Ianalumab is a monoclonal antibody that works by targeting and eliminating certain B cells that are involved in the immune system's overactivity in lupus. This approach is designed to reduce the harmful effects of these immune cells, which contribute to inflammation and damage in lupus. It is currently being studied to treat lupus nephritis and systemic lupus erythematosus (SLE).

Telitacicept (Tai'ai®) is a TACI-Fc fusion protein that has been conditionally approved in China for systemic lupus erythematosus (SLE)and may also be considered for rheumatoid arthritis (RA). This biologic works by preventing the activation of B cells, which play a key role in the immune system’s overreaction in lupus. In Phase II trials, all treatment endpoints were met, showing promising results for those with lupus.

Emapalumab (Gamifant®) is a monoclonal antibody that is currently being studied for Macrophage Activation Syndrome (MAS) in systemic lupus erythematosus (SLE). It is the first FDA-approved treatment for primary hemophagocytic lymphohistiocytosis (HLH), a rare condition characterized by severe inflammation. Emapalumab works by targeting and neutralizing interferon gamma (IFNγ), a protein involved in causing inflammation. Though originally developed for HLH, research is ongoing to assess its potential in treating SLE, where excessive inflammation plays a key role in disease activity.
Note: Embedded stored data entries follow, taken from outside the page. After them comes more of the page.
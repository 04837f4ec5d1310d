//! End-to-end tests for the tally binary

use assert_cmd::Command;
use predicates::prelude::*;
use std::fs;
use tempfile::TempDir;

fn tally(temp: &TempDir) -> Command {
    let mut cmd = Command::cargo_bin("tally").unwrap();
    cmd.current_dir(temp.path())
        .env("TALLY_CLI_CONFIG_DIR", temp.path().join("config"));
    cmd
}

fn write_fixture(temp: &TempDir, name: &str, contents: &str) -> std::path::PathBuf {
    let path = temp.path().join(name);
    fs::write(&path, contents).unwrap();
    path
}

const SAMPLE_CSV: &str = "amount,date,category,participants\n\
                          12.50,2025-01-15,food,alex;sam\n\
                          7.25,2025-01-16,food,\n\
                          40.00,2025-01-17,rent,alex\n";

#[test]
fn report_runs_the_full_pipeline() {
    let temp = TempDir::new().unwrap();
    let csv = write_fixture(&temp, "expenses.csv", SAMPLE_CSV);

    tally(&temp)
        .arg("report")
        .arg(&csv)
        .assert()
        .success()
        .stdout(predicate::str::contains("Imported 3 expenses"))
        .stdout(predicate::str::contains("Total expenditure: $59.75"))
        .stdout(predicate::str::contains("$19.75"))
        .stdout(predicate::str::contains("$40.00"))
        .stdout(predicate::str::contains("Chart saved as"));

    let chart = fs::read_to_string(temp.path().join("expense_breakdown.txt")).unwrap();
    assert!(chart.contains("rent"));
    assert!(chart.contains("food"));
    assert!(chart.contains("%"));
}

#[test]
fn report_skips_malformed_rows() {
    let temp = TempDir::new().unwrap();
    let csv = write_fixture(
        &temp,
        "expenses.csv",
        "amount,date,category\n\
         12.50,2025-01-15,food\n\
         oops,2025-01-16,food\n\
         40.00,2025-01-17,rent\n",
    );

    tally(&temp)
        .arg("report")
        .arg(&csv)
        .arg("--no-chart")
        .assert()
        .success()
        .stdout(predicate::str::contains("Imported 2 expenses"))
        .stdout(predicate::str::contains("Skipped 1 malformed row(s)"))
        .stdout(predicate::str::contains("line 3"));
}

#[test]
fn report_with_no_data_skips_rendering() {
    let temp = TempDir::new().unwrap();
    let csv = write_fixture(&temp, "empty.csv", "amount,date,category\n");

    tally(&temp)
        .arg("report")
        .arg(&csv)
        .assert()
        .success()
        .stdout(predicate::str::contains("Imported 0 expenses"))
        .stdout(predicate::str::contains("No data available to plot."));

    assert!(!temp.path().join("expense_breakdown.txt").exists());
}

#[test]
fn report_exports_breakdown_csv() {
    let temp = TempDir::new().unwrap();
    let csv = write_fixture(&temp, "expenses.csv", SAMPLE_CSV);
    let out = temp.path().join("breakdown.csv");

    tally(&temp)
        .arg("report")
        .arg(&csv)
        .arg("--no-chart")
        .arg("--export")
        .arg(&out)
        .assert()
        .success()
        .stdout(predicate::str::contains("Breakdown exported"));

    let exported = fs::read_to_string(&out).unwrap();
    assert!(exported.starts_with("Category,Amount,Count,Percentage"));
    assert!(exported.contains("rent,40.00,1,"));
}

#[test]
fn report_top_limits_output() {
    let temp = TempDir::new().unwrap();
    let csv = write_fixture(&temp, "expenses.csv", SAMPLE_CSV);

    tally(&temp)
        .arg("report")
        .arg(&csv)
        .arg("--no-chart")
        .arg("--top")
        .arg("1")
        .assert()
        .success()
        .stdout(predicate::str::contains("Top 1 categories"))
        .stdout(predicate::str::contains("rent"));
}

#[test]
fn balance_sums_signed_amounts() {
    let temp = TempDir::new().unwrap();
    let csv = write_fixture(&temp, "expenses.csv", SAMPLE_CSV);

    tally(&temp)
        .arg("balance")
        .arg(&csv)
        .assert()
        .success()
        .stdout(predicate::str::contains("Imported 3 transactions"))
        .stdout(predicate::str::contains("-$59.75"));
}

#[test]
fn missing_file_is_an_import_error() {
    let temp = TempDir::new().unwrap();

    tally(&temp)
        .arg("report")
        .arg("does-not-exist.csv")
        .assert()
        .failure()
        .stderr(predicate::str::contains("Import error"));
}

#[test]
fn config_shows_settings() {
    let temp = TempDir::new().unwrap();

    tally(&temp)
        .arg("config")
        .assert()
        .success()
        .stdout(predicate::str::contains("Currency symbol: $"))
        .stdout(predicate::str::contains("expense_breakdown.txt"));
}
//! Display formatting for terminal output
//!
//! Formatting helpers and the chart rendering boundary.

pub mod chart;
pub mod format;

pub use chart::{BreakdownChart, ChartRenderer, ChartSlice, TextChartRenderer};
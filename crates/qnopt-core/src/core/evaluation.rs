//! Evaluation interface between user problems and the optimizers.
//!
//! The optimizers never see the problem directly. They talk to an
//! [`EvaluationLogic`], which maps a point to an objective value and a
//! gradient, and which receives a [`ProgressReport`] after every accepted
//! iteration. Returning anything but [`ReturnCode::Success`] from
//! [`EvaluationLogic::progress`] cancels the run with that code.
//!
//! # Adapters
//!
//! - [`FnEvaluation`]: closure returning value and gradient
//! - [`FnObjective`]: closure returning only the value
//! - [`FiniteDifference`]: central-difference gradients for any [`Objective`]
//! - [`CountingEvaluation`]: counts every call, for tests and diagnostics
//! - [`WithProgress`]: attaches a progress closure to any logic
//!
//! Any state the problem needs (data sets, scratch buffers, counters) lives
//! in the implementing value itself.

use crate::{
    error::{OptimizerError, Result, ReturnCode},
    types::{DVector, Scalar},
};
use num_traits::Float;
use std::fmt::Debug;

/// Snapshot handed to [`EvaluationLogic::progress`] after an accepted step.
#[derive(Debug, Clone, Copy)]
pub struct ProgressReport<'a, T: Scalar> {
    /// Current point
    pub x: &'a DVector<T>,
    /// Current gradient (pseudo-gradient when orthant-wise is active)
    pub g: &'a DVector<T>,
    /// Current objective value
    pub fx: T,
    /// Euclidean norm of `x`
    pub xnorm: T,
    /// Euclidean norm of `g`
    pub gnorm: T,
    /// Step accepted by the line search
    pub step: T,
    /// Problem dimension
    pub n: usize,
    /// Iteration number, starting at 1
    pub k: usize,
    /// Evaluations spent by the line search of this iteration
    pub ls: usize,
}

/// Objective value and gradient provider.
///
/// This is the only trait an optimizer requires from a problem.
pub trait EvaluationLogic<T: Scalar> {
    /// Evaluates the objective and its gradient at `x`.
    ///
    /// `step` is the line-search step that produced `x`. Implementations
    /// must not keep references to `x`.
    fn evaluate(&mut self, x: &DVector<T>, step: T) -> Result<(T, DVector<T>)>;

    /// Evaluates only the objective at `x`.
    ///
    /// The default implementation calls [`evaluate`](Self::evaluate) and
    /// discards the gradient.
    fn value(&mut self, x: &DVector<T>) -> Result<T> {
        self.evaluate(x, T::zero()).map(|(f, _)| f)
    }

    /// Receives the state after each accepted iteration.
    ///
    /// Any code other than [`ReturnCode::Success`] terminates the run with
    /// that code.
    fn progress(&mut self, _report: &ProgressReport<'_, T>) -> ReturnCode {
        ReturnCode::Success
    }
}

impl<T: Scalar, E: EvaluationLogic<T> + ?Sized> EvaluationLogic<T> for &mut E {
    fn evaluate(&mut self, x: &DVector<T>, step: T) -> Result<(T, DVector<T>)> {
        (**self).evaluate(x, step)
    }

    fn value(&mut self, x: &DVector<T>) -> Result<T> {
        (**self).value(x)
    }

    fn progress(&mut self, report: &ProgressReport<'_, T>) -> ReturnCode {
        (**self).progress(report)
    }
}

/// Value-only objective, for problems without an analytic gradient.
pub trait Objective<T: Scalar>: Debug {
    /// Evaluates the objective at `x`.
    fn value(&self, x: &DVector<T>) -> Result<T>;
}

/// [`EvaluationLogic`] backed by a closure returning `(f, g)`.
pub struct FnEvaluation<F> {
    f: F,
}

impl<F> FnEvaluation<F> {
    /// Wraps a closure.
    pub fn new<T>(f: F) -> Self
    where
        T: Scalar,
        F: FnMut(&DVector<T>) -> Result<(T, DVector<T>)>,
    {
        Self { f }
    }
}

impl<F> Debug for FnEvaluation<F> {
    fn fmt(&self, f: &mut std::fmt::Formatter<'_>) -> std::fmt::Result {
        f.write_str("FnEvaluation")
    }
}

impl<T, F> EvaluationLogic<T> for FnEvaluation<F>
where
    T: Scalar,
    F: FnMut(&DVector<T>) -> Result<(T, DVector<T>)>,
{
    fn evaluate(&mut self, x: &DVector<T>, _step: T) -> Result<(T, DVector<T>)> {
        (self.f)(x)
    }
}

/// [`Objective`] backed by a closure returning `f`.
pub struct FnObjective<F> {
    f: F,
}

impl<F> FnObjective<F> {
    /// Wraps a closure.
    pub fn new<T>(f: F) -> Self
    where
        T: Scalar,
        F: Fn(&DVector<T>) -> T,
    {
        Self { f }
    }
}

impl<F> Debug for FnObjective<F> {
    fn fmt(&self, f: &mut std::fmt::Formatter<'_>) -> std::fmt::Result {
        f.write_str("FnObjective")
    }
}

impl<T, F> Objective<T> for FnObjective<F>
where
    T: Scalar,
    F: Fn(&DVector<T>) -> T,
{
    fn value(&self, x: &DVector<T>) -> Result<T> {
        Ok((self.f)(x))
    }
}

/// Turns an [`Objective`] into an [`EvaluationLogic`] using central
/// differences.
///
/// Component `i` is perturbed by `h_i = sqrt(eps) * max(1, |x_i|)`, so each
/// evaluation costs `2n + 1` objective calls.
#[derive(Debug, Clone)]
pub struct FiniteDifference<O> {
    objective: O,
}

impl<O> FiniteDifference<O> {
    /// Wraps an objective.
    pub fn new(objective: O) -> Self {
        Self { objective }
    }

    /// Returns the wrapped objective.
    pub fn objective(&self) -> &O {
        &self.objective
    }

    /// Unwraps the objective.
    pub fn into_inner(self) -> O {
        self.objective
    }
}

impl<O> FiniteDifference<O> {
    /// Central-difference gradient of the wrapped objective at `x`.
    pub fn gradient<T: Scalar>(&self, x: &DVector<T>) -> Result<DVector<T>>
    where
        O: Objective<T>,
    {
        let sqrt_eps = <T as Float>::sqrt(T::EPSILON);
        let two = <T as Scalar>::from_f64(2.0);
        let mut gradient = DVector::zeros(x.len());
        let mut probe = x.clone();

        for i in 0..x.len() {
            let h = sqrt_eps * <T as Float>::max(T::one(), <T as Float>::abs(x[i]));

            probe[i] = x[i] + h;
            let f_plus = self.objective.value(&probe)?;
            probe[i] = x[i] - h;
            let f_minus = self.objective.value(&probe)?;
            probe[i] = x[i];

            gradient[i] = (f_plus - f_minus) / (two * h);
        }

        Ok(gradient)
    }
}

impl<T: Scalar, O: Objective<T>> EvaluationLogic<T> for FiniteDifference<O> {
    fn evaluate(&mut self, x: &DVector<T>, _step: T) -> Result<(T, DVector<T>)> {
        let f = self.objective.value(x)?;
        let g = self.gradient(x)?;
        Ok((f, g))
    }

    fn value(&mut self, x: &DVector<T>) -> Result<T> {
        self.objective.value(x)
    }
}

/// Wrapper that counts calls into the inner logic.
#[derive(Debug, Clone)]
pub struct CountingEvaluation<E> {
    inner: E,
    evaluations: usize,
    value_calls: usize,
    progress_calls: usize,
}

impl<E> CountingEvaluation<E> {
    /// Wraps a logic with all counters at zero.
    pub fn new(inner: E) -> Self {
        Self {
            inner,
            evaluations: 0,
            value_calls: 0,
            progress_calls: 0,
        }
    }

    /// Number of `evaluate` calls.
    pub fn evaluations(&self) -> usize {
        self.evaluations
    }

    /// Number of `value` calls.
    pub fn value_calls(&self) -> usize {
        self.value_calls
    }

    /// Number of `progress` calls.
    pub fn progress_calls(&self) -> usize {
        self.progress_calls
    }

    /// Resets all counters.
    pub fn reset(&mut self) {
        self.evaluations = 0;
        self.value_calls = 0;
        self.progress_calls = 0;
    }

    /// Returns the wrapped logic.
    pub fn inner(&self) -> &E {
        &self.inner
    }
}

impl<T: Scalar, E: EvaluationLogic<T>> EvaluationLogic<T> for CountingEvaluation<E> {
    fn evaluate(&mut self, x: &DVector<T>, step: T) -> Result<(T, DVector<T>)> {
        self.evaluations += 1;
        self.inner.evaluate(x, step)
    }

    fn value(&mut self, x: &DVector<T>) -> Result<T> {
        self.value_calls += 1;
        self.inner.value(x)
    }

    fn progress(&mut self, report: &ProgressReport<'_, T>) -> ReturnCode {
        self.progress_calls += 1;
        self.inner.progress(report)
    }
}

/// Attaches a progress closure to any logic.
pub struct WithProgress<E, P> {
    inner: E,
    progress: P,
}

impl<E, P> WithProgress<E, P> {
    /// Combines a logic with a progress closure.
    pub fn new<T>(inner: E, progress: P) -> Self
    where
        T: Scalar,
        P: FnMut(&ProgressReport<'_, T>) -> ReturnCode,
    {
        Self { inner, progress }
    }

    /// Unwraps the logic.
    pub fn into_inner(self) -> E {
        self.inner
    }
}

impl<E: Debug, P> Debug for WithProgress<E, P> {
    fn fmt(&self, f: &mut std::fmt::Formatter<'_>) -> std::fmt::Result {
        f.debug_struct("WithProgress")
            .field("inner", &self.inner)
            .finish_non_exhaustive()
    }
}

impl<T, E, P> EvaluationLogic<T> for WithProgress<E, P>
where
    T: Scalar,
    E: EvaluationLogic<T>,
    P: FnMut(&ProgressReport<'_, T>) -> ReturnCode,
{
    fn evaluate(&mut self, x: &DVector<T>, step: T) -> Result<(T, DVector<T>)> {
        self.inner.evaluate(x, step)
    }

    fn value(&mut self, x: &DVector<T>) -> Result<T> {
        self.inner.value(x)
    }

    fn progress(&mut self, report: &ProgressReport<'_, T>) -> ReturnCode {
        (self.progress)(report)
    }
}

/// Problem dimension and logic, passed to every line-search call.
///
/// Owned by one optimization run. Every evaluation routed through it is
/// checked against the dimension, so a logic returning a gradient of the
/// wrong length surfaces as [`ReturnCode::LogicError`].
#[derive(Debug)]
pub struct CallbackData<'a, E: ?Sized> {
    n: usize,
    logic: &'a mut E,
}

impl<'a, E: ?Sized> CallbackData<'a, E> {
    /// Bundles the dimension with the logic.
    pub fn new(n: usize, logic: &'a mut E) -> Self {
        Self { n, logic }
    }

    /// Problem dimension.
    pub fn n(&self) -> usize {
        self.n
    }

    /// Evaluates value and gradient, validating the gradient length.
    pub fn evaluate<T: Scalar>(&mut self, x: &DVector<T>, step: T) -> Result<(T, DVector<T>)>
    where
        E: EvaluationLogic<T>,
    {
        let (f, g) = self.logic.evaluate(x, step)?;
        if g.len() != self.n {
            return Err(OptimizerError::dimension_mismatch(self.n, g.len()));
        }
        Ok((f, g))
    }

    /// Evaluates the objective only.
    pub fn value<T: Scalar>(&mut self, x: &DVector<T>) -> Result<T>
    where
        E: EvaluationLogic<T>,
    {
        self.logic.value(x)
    }

    /// Forwards a progress report.
    pub fn progress<T: Scalar>(&mut self, report: &ProgressReport<'_, T>) -> ReturnCode
    where
        E: EvaluationLogic<T>,
    {
        self.logic.progress(report)
    }
}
Dapirolizumab pegol is a monoclonal antibody that works by targeting and binding to CD40 ligand (CD40L), a protein that plays a crucial role in immune system activation. By blocking CD40L, dapirolizumab pegol helps reduce the activation of B cells, which are involved in producing autoantibodies that attack the body’s own tissues. It also limits the production of type 1 interferon (IFN), a protein that contributes to inflammation in lupus. This approach aims to decrease disease activity and improve symptoms in lupus patients.

Nipocalimab is a monoclonal antibody that works by blocking the neonatal Fc receptor (FcRn), which plays a role in maintaining levels of IgG antibodies, including the autoantibodies that attack the body's own tissues in lupus. By reducing these circulating autoantibodies, nipocalimab aims to lower disease activity while preserving other immune functions. A Phase III clinical trial is now enrolling. The FDA has granted nipocalimab Fast Track designation for SLE.